(Saved entries)
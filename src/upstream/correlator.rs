//! Call correlation: outbound requests ↔ inbound responses.
//!
//! Each submitted call gets a correlation id from a monotonic counter and a
//! one-shot result slot. Inbound frames are routed by id. A single mutex
//! guards insert, remove and resolve, so an entry is resolved at most once.
//!
//! Ids of settled calls are remembered (bounded) so that a late frame for a
//! cancelled or timed-out call is discarded quietly, while a second frame for
//! an already-delivered call is reported as a protocol error.

use std::collections::{HashMap, VecDeque};
use std::sync::atomic::{AtomicU64, Ordering};
use std::sync::{Arc, Mutex, MutexGuard, PoisonError};
use std::time::{Duration, Instant};

use tokio::sync::oneshot;

use crate::errors::{BridgeError, ConnectionKind};

use super::types::{InboundFrame, Outcome, RawPayload};

// ─── Constants ───────────────────────────────────────────────────────────────

/// How many settled ids are remembered for late-frame classification.
const SETTLED_HISTORY: usize = 1024;

// ─── Table ───────────────────────────────────────────────────────────────────

type Resolution = Result<RawPayload, BridgeError>;

/// How a call left the pending table.
#[derive(Debug, Clone, Copy, PartialEq, Eq)]
pub enum Settlement {
    Delivered,
    TimedOut,
    Cancelled,
}

/// What happened to an inbound frame.
#[derive(Debug, Clone, Copy, PartialEq, Eq)]
pub enum Delivery {
    /// Handed to the waiting caller.
    Routed,
    /// Dropped because its call had already timed out or been cancelled.
    Discarded(Settlement),
}

struct PendingEntry {
    tool: String,
    submitted_at: Instant,
    slot: oneshot::Sender<Resolution>,
}

#[derive(Default)]
struct Table {
    pending: HashMap<u64, PendingEntry>,
    settled: HashMap<u64, Settlement>,
    settled_order: VecDeque<u64>,
}

impl Table {
    fn settle(&mut self, id: u64, how: Settlement) {
        self.settled.insert(id, how);
        self.settled_order.push_back(id);
        while self.settled_order.len() > SETTLED_HISTORY {
            if let Some(old) = self.settled_order.pop_front() {
                self.settled.remove(&old);
            }
        }
    }
}

fn lock(table: &Mutex<Table>) -> MutexGuard<'_, Table> {
    table.lock().unwrap_or_else(PoisonError::into_inner)
}

// ─── Correlator ──────────────────────────────────────────────────────────────

/// Routes inbound frames to the call that is waiting for them.
pub struct Correlator {
    next_id: AtomicU64,
    table: Arc<Mutex<Table>>,
}

impl Default for Correlator {
    fn default() -> Self {
        Self::new()
    }
}

impl Correlator {
    pub fn new() -> Self {
        Self {
            next_id: AtomicU64::new(1),
            table: Arc::new(Mutex::new(Table::default())),
        }
    }

    /// Register a new in-flight call for `tool`.
    pub fn submit(&self, tool: &str) -> PendingCall {
        let id = self.next_id.fetch_add(1, Ordering::Relaxed);
        let (slot, rx) = oneshot::channel();
        let submitted_at = Instant::now();

        lock(&self.table).pending.insert(
            id,
            PendingEntry {
                tool: tool.to_string(),
                submitted_at,
                slot,
            },
        );

        PendingCall {
            id,
            tool: tool.to_string(),
            submitted_at,
            rx,
            table: Arc::clone(&self.table),
            finished: false,
        }
    }

    /// Route an inbound frame to its waiter.
    ///
    /// Unknown ids and second responses for a delivered id are protocol
    /// errors. Frames for timed-out or cancelled calls are discarded.
    pub fn deliver(&self, frame: InboundFrame) -> Result<Delivery, BridgeError> {
        let mut table = lock(&self.table);

        if let Some(entry) = table.pending.remove(&frame.id) {
            let resolution = match frame.outcome {
                Outcome::Payload(payload) => Ok(payload),
                Outcome::Failure(message) => Err(BridgeError::Upstream {
                    tool: entry.tool.clone(),
                    message,
                }),
                Outcome::Malformed(reason) => Err(BridgeError::Protocol { reason }),
            };
            // Filled under the lock: a waiter whose timer fires now finds
            // either its entry still pending or the slot already full.
            let delivered = entry.slot.send(resolution).is_ok();
            table.settle(frame.id, Settlement::Delivered);
            drop(table);

            let elapsed_ms = entry.submitted_at.elapsed().as_millis() as u64;
            if delivered {
                tracing::debug!(id = frame.id, tool = %entry.tool, elapsed_ms, "response routed");
            } else {
                tracing::debug!(id = frame.id, tool = %entry.tool, "waiter gone before delivery");
            }
            return Ok(Delivery::Routed);
        }

        match table.settled.get(&frame.id).copied() {
            Some(Settlement::Delivered) => Err(BridgeError::Protocol {
                reason: format!("duplicate response for correlation id {}", frame.id),
            }),
            Some(how) => {
                tracing::debug!(id = frame.id, settlement = ?how, "discarding late response");
                Ok(Delivery::Discarded(how))
            }
            None => Err(BridgeError::Protocol {
                reason: format!("response for unknown correlation id {}", frame.id),
            }),
        }
    }

    /// Wait for a call to resolve, bounded by `timeout`.
    ///
    /// Exactly one of payload, upstream error, protocol error or timeout is
    /// returned. On timeout the call is settled and later frames are dropped.
    pub async fn wait(
        &self,
        mut pending: PendingCall,
        timeout: Duration,
    ) -> Result<RawPayload, BridgeError> {
        let timeout_ms = timeout.as_millis() as u64;

        match tokio::time::timeout(timeout, &mut pending.rx).await {
            Ok(Ok(resolution)) => {
                pending.finished = true;
                resolution
            }
            Ok(Err(_)) => {
                pending.finished = true;
                Err(BridgeError::connection(
                    ConnectionKind::Closed,
                    "call abandoned without a response",
                ))
            }
            Err(_) => {
                pending.finished = true;
                let mut table = lock(&self.table);
                if table.pending.remove(&pending.id).is_some() {
                    table.settle(pending.id, Settlement::TimedOut);
                    drop(table);
                    tracing::warn!(
                        id = pending.id,
                        tool = %pending.tool,
                        timeout_ms,
                        "tool call timed out"
                    );
                    return Err(BridgeError::Timeout {
                        tool: pending.tool.clone(),
                        timeout_ms,
                    });
                }
                drop(table);

                // Resolved in the same instant the timer fired.
                pending.rx.try_recv().unwrap_or(Err(BridgeError::Timeout {
                    tool: pending.tool.clone(),
                    timeout_ms,
                }))
            }
        }
    }

    /// Resolve every outstanding call with a `Closed` connection error.
    ///
    /// Returns how many calls were cancelled.
    pub fn cancel_all(&self, reason: &str) -> usize {
        let mut table = lock(&self.table);
        let drained: Vec<(u64, PendingEntry)> = table.pending.drain().collect();
        let count = drained.len();
        for (id, entry) in drained {
            let _ = entry
                .slot
                .send(Err(BridgeError::connection(ConnectionKind::Closed, reason)));
            table.settle(id, Settlement::Cancelled);
        }
        drop(table);

        if count > 0 {
            tracing::info!(count, reason, "cancelled outstanding calls");
        }
        count
    }

    /// Number of calls currently awaiting a response.
    pub fn pending_count(&self) -> usize {
        lock(&self.table).pending.len()
    }
}

// ─── PendingCall ─────────────────────────────────────────────────────────────

/// Handle to one in-flight call.
///
/// Dropping it before resolution cancels the call.
pub struct PendingCall {
    id: u64,
    tool: String,
    submitted_at: Instant,
    rx: oneshot::Receiver<Resolution>,
    table: Arc<Mutex<Table>>,
    finished: bool,
}

impl PendingCall {
    pub fn id(&self) -> u64 {
        self.id
    }

    pub fn tool(&self) -> &str {
        &self.tool
    }

    pub fn submitted_at(&self) -> Instant {
        self.submitted_at
    }
}

impl Drop for PendingCall {
    fn drop(&mut self) {
        if self.finished {
            return;
        }
        let mut table = lock(&self.table);
        if table.pending.remove(&self.id).is_some() {
            table.settle(self.id, Settlement::Cancelled);
            tracing::debug!(id = self.id, tool = %self.tool, "pending call cancelled");
        }
    }
}

// ─── Tests ───────────────────────────────────────────────────────────────────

> **WHAT THIS TASK INVOLVES**
In the records above, the lines containing the string "InboundFrame" should be counted; give only the total.

> **OUTPUT OF THE EXERCISE**
2